Re: Releasing: Finally giving up

2020-03-25 Thread Christofer Dutz
Hi Yiashay,

I agree ... but I didn't create Maven ... haven't even provided a single PR to 
it ;-)
I think my only noticeable contribution was that they changed their website to 
forbid the usage of "maven-{something}-plugin" to Apache Maven Core modules (It 
initially said Apache Maven Plugins which would have applied for 
maven-flex-plugin and maven-plc4x-plugin)

I think you should focus not on the process, but the bases a process should 
cover.

Focus on what you want to be provided or ensured by any process, no matter 
which tool it is based on. 

That's what I created the google doc for.
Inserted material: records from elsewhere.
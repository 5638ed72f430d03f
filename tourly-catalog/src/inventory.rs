use serde::{Deserialize, Serialize};

/// Seat counter of a single tour.
///
/// `available == None` means the tour is not seat-limited. When set,
/// `0 <= available <= capacity` holds after every operation.
#[derive(Debug, Clone, Copy, PartialEq, Eq, Serialize, Deserialize)]
pub struct SeatInventory {
    pub available: Option<i32>,
    pub capacity: Option<i32>,
}

/// Outcome of an atomic conditional seat decrement.
#[derive(Debug, Clone, Copy, PartialEq, Eq)]
pub enum SeatReservation {
    /// Seats taken. `remaining` is `None` for tours without a seat limit.
    Reserved { remaining: Option<i32> },
    /// Nothing changed: fewer seats than requested were left.
    Insufficient { available: i32 },
    TourMissing,
}

impl SeatInventory {
    pub fn unlimited() -> Self {
        Self {
            available: None,
            capacity: None,
        }
    }

    pub fn limited(capacity: i32) -> Self {
        let capacity = capacity.max(0);
        Self {
            available: Some(capacity),
            capacity: Some(capacity),
        }
    }

    /// Check without mutating.
    pub fn check(&self, requested: u32) -> Result<(), InventoryError> {
        match self.available {
            Some(available) if (available as i64) < requested as i64 => {
                Err(InventoryError::InsufficientInventory {
                    requested,
                    available,
                })
            }
            _ => Ok(()),
        }
    }

    /// Decrement only if enough seats remain.
    pub fn reserve(&mut self, requested: u32) -> SeatReservation {
        match self.available {
            None => SeatReservation::Reserved { remaining: None },
            Some(available) if (available as i64) < requested as i64 => {
                SeatReservation::Insufficient { available }
            }
            Some(available) => {
                let remaining = available - requested as i32;
                self.available = Some(remaining);
                SeatReservation::Reserved {
                    remaining: Some(remaining),
                }
            }
        }
    }

    /// Return seats, never exceeding the original capacity.
    pub fn release(&mut self, seats: u32) -> Option<i32> {
        let available = self.available?;
        let restored = (available as i64 + seats as i64)
            .min(self.capacity.map(i64::from).unwrap_or(i64::from(i32::MAX))) as i32;
        self.available = Some(restored);
        Some(restored)
    }

    /// Change the capacity while keeping the number of seats sold.
    pub fn resize(&mut self, capacity: i32) -> Result<(), CapacityError> {
        let (Some(available), Some(current)) = (self.available, self.capacity) else {
            return Err(CapacityError::NotSeatLimited);
        };
        let sold = (current - available).max(0);
        if capacity < sold {
            return Err(CapacityError::BelowSold { capacity, sold });
        }
        self.available = Some(capacity - sold);
        self.capacity = Some(capacity);
        Ok(())
    }
}

#[derive(Debug, thiserror::Error, PartialEq, Eq)]
pub enum InventoryError {
    #[error("Not enough available seats for this tour: requested {requested}, available {available}")]
    InsufficientInventory { requested: u32, available: i32 },
}

#[derive(Debug, thiserror::Error, PartialEq, Eq)]
pub enum CapacityError {
    #[error("seatCapacity {capacity} is below the {sold} seats already booked")]
    BelowSold { capacity: i32, sold: i32 },

    #[error("seatCapacity can only be changed on a seat-limited tour")]
    NotSeatLimited,
}
use serde::{Deserialize, Serialize};
use std::fmt;
use std::str::FromStr;

/// Payment state stored on a booking. Informational only: no processor is wired to it.
#[derive(Debug, Clone, Copy, Serialize, Deserialize, PartialEq, Eq, Default)]
#[serde(rename_all = "lowercase")]
pub enum PaymentStatus {
    #[default]
    Pending,
    Paid,
    Failed,
    Refunded,
}

impl PaymentStatus {
    pub fn as_str(&self) -> &'static str {
        match self {
            PaymentStatus::Pending => "pending",
            PaymentStatus::Paid => "paid",
            PaymentStatus::Failed => "failed",
            PaymentStatus::Refunded => "refunded",
        }
    }
}

impl fmt::Display for PaymentStatus {
    fn fmt(&self, f: &mut fmt::Formatter<'_>) -> fmt::Result {
        f.write_str(self.as_str())
    }
}

impl FromStr for PaymentStatus {
    type Err = String;

    fn from_str(s: &str) -> Result<Self, Self::Err> {
        match s {
            "pending" => Ok(PaymentStatus::Pending),
            "paid" => Ok(PaymentStatus::Paid),
            "failed" => Ok(PaymentStatus::Failed),
            "refunded" => Ok(PaymentStatus::Refunded),
            other => Err(format!("unknown payment status: {}", other)),
        }
    }
}

#[cfg(test)]
mod tests {
    use super::*;

    #[test]
    fn test_payment_status_parse() {
        assert_eq!("refunded".parse::<PaymentStatus>().unwrap(), PaymentStatus::Refunded);
        assert!("PAID".parse::<PaymentStatus>().is_err());
        assert_eq!(PaymentStatus::default(), PaymentStatus::Pending);
    }
}
pub mod inventory;
pub mod pricing;
pub mod repository;
pub mod tour;

pub use inventory::{CapacityError, InventoryError, SeatInventory, SeatReservation};
pub use pricing::PriceQuote;
pub use repository::{TourRemoval, TourRepository};
pub use tour::{NewTour, Tour, TourSummary, TourUpdate};

use uuid::Uuid;

#[derive(Debug, thiserror::Error)]
pub enum CatalogError {
    #[error("Tour not found: {0}")]
    NotFound(Uuid),

    #[error("Invalid tour: {0}")]
    InvalidTour(String),

    #[error("Cannot delete tour {0} while it has active bookings")]
    TourInUse(Uuid),

    #[error("Conflict: {0}")]
    Conflict(String),

    #[error(transparent)]
    Store(#[from] tourly_core::StoreError),
}
use std::sync::Arc;
use std::time::Duration;

use tourly_booking::{BookingManager, TourCatalog};
use tourly_core::IdentityService;
use tourly_store::{Repositories, RedisClient};

#[derive(Clone)]
pub struct AuthConfig {
    pub secret: String,
    pub expiration: u64,
}

#[derive(Clone)]
pub struct RateLimit {
    pub redis: Arc<RedisClient>,
    pub per_minute: i64,
}

#[derive(Clone)]
pub struct AppState {
    pub bookings: Arc<BookingManager>,
    pub catalog: Arc<TourCatalog>,
    pub identity: Arc<IdentityService>,
    pub auth: AuthConfig,
    pub request_timeout: Duration,
    /// `None` disables rate limiting.
    pub rate_limit: Option<RateLimit>,
}

impl AppState {
    pub fn new(repos: Repositories, auth: AuthConfig, bcrypt_cost: u32) -> Self {
        Self {
            bookings: Arc::new(BookingManager::new(
                repos.tours.clone(),
                repos.bookings,
                repos.users.clone(),
            )),
            catalog: Arc::new(TourCatalog::new(repos.tours)),
            identity: Arc::new(IdentityService::new(repos.users, bcrypt_cost)),
            auth,
            request_timeout: Duration::from_secs(30),
            rate_limit: None,
        }
    }

    pub fn with_request_timeout(mut self, timeout: Duration) -> Self {
        self.request_timeout = timeout;
        self
    }

    pub fn with_rate_limit(mut self, redis: RedisClient, per_minute: i64) -> Self {
        self.rate_limit = Some(RateLimit {
            redis: Arc::new(redis),
            per_minute,
        });
        self
    }
}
If you decide to loosen the requirement on sticking 100% to the existing 
process I am more than willing to help.
However if you stick to the current process, it doesn't make any sense for me 
to do so.

Looking forward to a productive discussion,

Chris


Am 25.03.20, 17:36 schrieb "Yishay Weiss" :

I think the focus should be to agree on the requirements. Whether an RM 
uses the tool created by Chris or Alex can be a matter of choice.

From: Carlos Rovira
Sent: Wednesday, March 25, 2020 5:18 PM
To: Apache Royale Development
Subject: Re: Releasing: Finally giving up

Hi,

first of all, many thanks for all the time invested by Chris this days. We
almost didn't have any normal life this latest 2'5 days, but as well many
other work (spliced in many hours in the several previous days) was
prepared to start this release, so for a person out side this project, I
think we all should thanks a lot his dedications. The good output is that
process was streamlined, removing unneeded params to enter and fixing many
bugs over the place. That only can be performed by a good specialist in
build systems like Chris, I just could be a companion to execute steps and
try to be trained in the process.

About me: I must to say that I tried hard to make this work, but I must
assume I don't have the skills to do it (what is normal, since if an expert
in build stuff like Chris can't do it, I don't think any other one could do
it, and less me). The good point is that I know I have a great a deep
knowledge about the overall process, and while in November I could
envision, something of what I could see this days, now I have a clear
knowledge of all of it (taking into account that we just go through
compiler and typedefs and not framework, that could be, due to size, a much
bigger challenge...)

About the process: I must say that the initial intention was so good, and I
think we all want the premise offered thanks to Alex. The reality I think
is defeating the premise, and we should all see the reality with clear
sight and without worrying about egos but just looking and what the project
need.

Since the CI process involves so many steps, manual commands in CI steps,
and...manual commands in local machine. One of the most annoying things is
the CI server hanging lots of time (the Java agent exits and that means you
must reboot in order the system working all again without problems). The
final problem is that you as a RM will fail some times in doing what the
process needs (indicated in emails), and although you are trained a lot in
how to do the project you will found stuck in some situations where you
simple don't know what to do.

(For example I forgot or did a bad step that makes me rollover things in
succeed steps, so I had to roll back versions in the compiler, but since I
was doing a tools release too, I didn't have into account that I need to
roll back versions in tools too. It's clear as Chris notice that, but not
for me at all. So we all should know with this example that the process is
not automatic at all. If just involve 2-3 steps, that would be manageable,
but we are talking of 13 steps with 32 manual steps (until step 7), plus
maybe other 30 or so commands until step 13?)...hope you understand the
challenge here and that is nothing easy for any of us.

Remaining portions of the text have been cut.